All in the Family featured the curmudgeonly Archie Bunker. Archie was television’s most famous grouch, blunt, blustering, straightforward and untouched by the PC crowd. He was the archetype of the conservative male. Michael desprately tried to reeducate him, but he persisted in his breviloquence.

Looking back at the last 40 years, we realize: ARCHIE WAS RIGHT!


The War Room

The Kendrick brothers made a movie.  I don't know much about these brothers other than they were approached specifically to make a "Christian" movie for major distribution.  "The War Room" was the result of their efforts.

I've read some reviews about the movie and they seem to fall into two camps.  The church goer camp is willing to praise the effort simply because its a "Christian" effort.  That's all well and good.  After all you can't complain about the horrible state of American entertainment and not be willing to go out and support your own side when they make an effort to produce something family friendly.  The Hollywood establishment is not as kind.  Surprisingly (or maybe not) they seem to be more upset about the message than the moviemaking itself.
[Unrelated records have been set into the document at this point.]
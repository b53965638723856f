use serde::{Deserialize, Serialize};
use uuid::Uuid;

/// An aggregated position in one ticker symbol.
///
/// At most one holding exists per distinct symbol; the symbol is the natural
/// lookup key. Holdings never persist at zero or negative quantity.
#[derive(Debug, Clone, Serialize, Deserialize, PartialEq)]
pub struct StockHolding {
    pub id: Uuid,
    pub symbol: String,
    pub name: String,
    pub quantity: f64,
    pub average_buy_price: f64,
    pub current_price: f64,
}

impl StockHolding {
    /// Creates a holding for a first purchase: the cost basis and the market
    /// price both start at the purchase price.
    pub fn opened(symbol: impl Into<String>, quantity: f64, price_per_share: f64) -> Self {
        let symbol = symbol.into().to_uppercase();
        Self {
            id: Uuid::new_v4(),
            name: symbol.clone(),
            symbol,
            quantity,
            average_buy_price: price_per_share,
            current_price: price_per_share,
        }
    }

    /// Market value at the last manually entered price.
    pub fn market_value(&self) -> f64 {
        self.quantity * self.current_price
    }

    /// Total cost basis of the position.
    pub fn cost_basis(&self) -> f64 {
        self.quantity * self.average_buy_price
    }
}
I'm decidedly of two minds about "The War Room".

If you evaluate the movie as a form of narrative sermon (as most Christian reviewers seem to) it is excellent.  A sermon should have a message, a memorable narrative, and an agenda for the hearer to take action on.  "The War Room" excels as a narrative sermon.
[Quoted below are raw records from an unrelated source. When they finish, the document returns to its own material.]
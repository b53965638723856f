use super::CommandDefinition;
use crate::cli::context::{CliMode, CommandResult, ShellContext};
use crate::cli::forms;
use crate::cli::output;
use crate::domain::{catalog, resolve_category_label, CategoryRef, StockOrder, Transaction};
use crate::errors::CliError;

pub(crate) fn definitions() -> Vec<CommandDefinition> {
    vec![CommandDefinition::new(
        "txn",
        "Record and inspect transactions",
        "txn <add|list|clear>",
        cmd_txn,
    )]
}

fn cmd_txn(context: &mut ShellContext, args: &[&str]) -> CommandResult {
    match args.first().map(|arg| arg.to_lowercase()).as_deref() {
        Some("add") => add(context, &args[1..]),
        Some("list") | None => list(context),
        Some("clear") => clear(context),
        Some(other) => Err(CliError::Input(format!("unknown txn subcommand `{other}`"))),
    }
}

fn add(context: &mut ShellContext, args: &[&str]) -> CommandResult {
    let transaction = if context.mode() == CliMode::Interactive && args.is_empty() {
        let draft = context.pending_draft.take();
        forms::transaction_wizard(&context.books, draft.as_ref())?
    } else {
        let transaction = parse_txn_args(context, args)?;
        forms::validate(&context.books, &transaction)?;
        transaction
    };

    let label = transaction.kind_label();
    let amount = transaction.amount;
    context.books.record(transaction);
    context.commit()?;
    output::success(format!(
        "Recorded {} of {}.",
        label.to_lowercase(),
        output::format_amount(&context.config.currency_symbol, amount)
    ));
    Ok(())
}

fn list(context: &mut ShellContext) -> CommandResult {
    if context.books.transactions.is_empty() {
        output::info("No transactions yet.");
        return Ok(());
    }
    output::section("Transactions");
    let symbol = context.config.currency_symbol.clone();
    for txn in &context.books.transactions {
        let mut line = format!(
            "  {}  {:<10} {}",
            txn.date.format("%Y-%m-%d %H:%M"),
            txn.kind_label(),
            output::format_amount(&symbol, txn.amount)
        );
        if txn.is_expense() || txn.is_income() {
            line.push_str(&format!("  [{}]", resolve_category_label(txn.category())));
        }
        if let Some(order) = txn.stock_order() {
            line.push_str(&format!(
                "  {} x{} @ {}",
                order.symbol,
                order.quantity,
                output::format_amount(&symbol, order.price_per_share)
            ));
        }
        if let Some(source) = txn.source_account() {
            line.push_str(&format!("  from {}", context.books.account_name(source)));
        }
        if let Some(destination) = txn.destination_account() {
            line.push_str(&format!("  to {}", context.books.account_name(destination)));
        }
        output::info(line);
    }
    Ok(())
}

fn clear(context: &mut ShellContext) -> CommandResult {
    if !context.confirm("Clear the entire transaction history? Balances and holdings stay.")? {
        output::info("Clear cancelled.");
        return Ok(());
    }
    let cleared = context.books.clear_history();
    context.commit()?;
    output::success(format!("Cleared {cleared} transaction(s)."));
    Ok(())
}

fn parse_txn_args(context: &ShellContext, args: &[&str]) -> Result<Transaction, CliError> {
    const USAGE: &str = "usage: txn add <expense|income|transfer|buy|sell> ...";
    let shape = args.first().ok_or_else(|| CliError::Input(USAGE.into()))?;

    match shape.to_lowercase().as_str() {
        "expense" => {
            let [amount, source] = required(&args[1..], "txn add expense <amount> <account> [category]")?;
            Ok(Transaction::expense(
                parse_amount(amount)?,
                context.resolve_account(source)?,
                args.get(3).map(|raw| parse_category(raw)),
            ))
        }
        "income" => {
            let [amount, destination] = required(&args[1..], "txn add income <amount> <account> [category]")?;
            Ok(Transaction::income(
                parse_amount(amount)?,
                context.resolve_account(destination)?,
                args.get(3).map(|raw| parse_category(raw)),
            ))
        }
        "transfer" => {
            let [amount, source, destination] =
                required(&args[1..], "txn add transfer <amount> <from> <to>")?;
            Ok(Transaction::transfer(
                parse_amount(amount)?,
                context.resolve_account(source)?,
                context.resolve_account(destination)?,
            ))
        }
        "buy" => {
            let [symbol, quantity, price, funding] =
                required(&args[1..], "txn add buy <symbol> <qty> <price> <account>")?;
            Ok(Transaction::stock_buy(
                context.resolve_account(funding)?,
                StockOrder::new(&*symbol, parse_amount(quantity)?, parse_amount(price)?),
            ))
        }
        "sell" => {
            let [symbol, quantity, price, proceeds] =
                required(&args[1..], "txn add sell <symbol> <qty> <price> <account>")?;
            Ok(Transaction::stock_sell(
                context.resolve_account(proceeds)?,
                StockOrder::new(&*symbol, parse_amount(quantity)?, parse_amount(price)?),
            ))
        }
        other => Err(CliError::Input(format!(
            "unknown transaction shape `{other}`; {USAGE}"
        ))),
    }
}

fn required<'a, const N: usize>(args: &[&'a str], usage: &str) -> Result<[&'a str; N], CliError> {
    args.get(..N)
        .and_then(|slice| <[&str; N]>::try_from(slice).ok())
        .ok_or_else(|| CliError::Input(format!("usage: {usage}")))
}

fn parse_amount(raw: &str) -> Result<f64, CliError> {
    raw.parse()
        .map_err(|_| CliError::Input(format!("`{raw}` is not a number")))
}

fn parse_category(raw: &str) -> CategoryRef {
    if catalog().iter().any(|category| category.id == raw) {
        CategoryRef::Catalog(raw.to_string())
    } else {
        CategoryRef::Custom(raw.to_string())
    }
}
The Kendrick boys decided that a 2 x 4 was inadequate for their needs and opted for a 8 inch wrought iron post.  Then they went in swinging, hard.  Christians (writer of this blog in particular) need a good old fashioned "come to Jesus" message, delivered right upside the ole noggin. "The War Room" does just that. 
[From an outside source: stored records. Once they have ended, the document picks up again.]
use std::collections::HashMap;

pub mod account;
pub mod assistant;
pub mod dashboard;
pub mod stock;
pub mod system;
pub mod transaction;

use crate::cli::context::{CommandResult, ShellContext};

pub(crate) fn all_definitions() -> Vec<CommandDefinition> {
    let mut commands = Vec::new();
    commands.extend(system::definitions());
    commands.extend(account::definitions());
    commands.extend(transaction::definitions());
    commands.extend(stock::definitions());
    commands.extend(dashboard::definitions());
    commands.extend(assistant::definitions());
    commands
}

pub type CommandHandler = fn(&mut ShellContext, &[&str]) -> CommandResult;

#[derive(Clone)]
pub struct CommandDefinition {
    pub name: &'static str,
    pub description: &'static str,
    pub usage: &'static str,
    pub handler: CommandHandler,
}

impl CommandDefinition {
    pub const fn new(
        name: &'static str,
        description: &'static str,
        usage: &'static str,
        handler: CommandHandler,
    ) -> Self {
        Self {
            name,
            description,
            usage,
            handler,
        }
    }
}

pub struct CommandRegistry {
    commands: HashMap<&'static str, CommandDefinition>,
    order: Vec<&'static str>,
}

impl CommandRegistry {
    pub fn new(definitions: Vec<CommandDefinition>) -> Self {
        let mut commands = HashMap::new();
        let mut order = Vec::new();
        for definition in definitions {
            order.push(definition.name);
            commands.insert(definition.name, definition);
        }
        Self { commands, order }
    }

    pub fn get(&self, name: &str) -> Option<&CommandDefinition> {
        self.commands.get(name)
    }

    pub fn iter(&self) -> impl Iterator<Item = &CommandDefinition> {
        self.order
            .iter()
            .filter_map(move |name| self.commands.get(name))
    }

    pub fn names(&self) -> impl Iterator<Item = &'static str> + '_ {
        self.order.iter().copied()
    }
}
If you are a Christian, go see the movie.  Chances are, you need to hear the message.  You should financially support those trying to do the right thing in Hollywood.  Think of the ticket price as less than what you normally put in the collection plate.  Plus you can get popcorn and cokes.  We don't have that at my church.  Then again I don't go to one of those hip new culturally relevant churches, so maybe you have that every week.

As a movie I have a different take on "The War Room".

The Hollywood cheerleader types seemed focused on not liking the message of the movie.  This seems odd (unless you take into consideration their rampant anti-Christian prejudices).  "The War Room" is utterly lacking in technical cinematic merit.

The camera work wasn't very good.  The first part of the movie had a scene with a lot of "jumping" of the camera.  This might have been a reel operators error in our theater, but I doubt it.  Seriously guys you should have caught this in editing and reshot the scene.  I know the budget was tight, but then again it was in the first 5 min of the movie, not a good way to open the show. 

Throughout the movie  the camera work was weak.  I know overhead cranes cost money but a couple of well done aerial overview zoom ins (like when the company came to reposes his car) and some more low/high tilt work, would go along way to improve your story telling.  Dialog isn't the only thing communicating a message in a film.

For example, one way the camera could have been employed to improve the story would have been to use long distance overhead shots to communicate space during the initial periods in the closet.  Then zooming down and in to a convey an intimate environment as Elizabeth gets more serious about her faith and her praying.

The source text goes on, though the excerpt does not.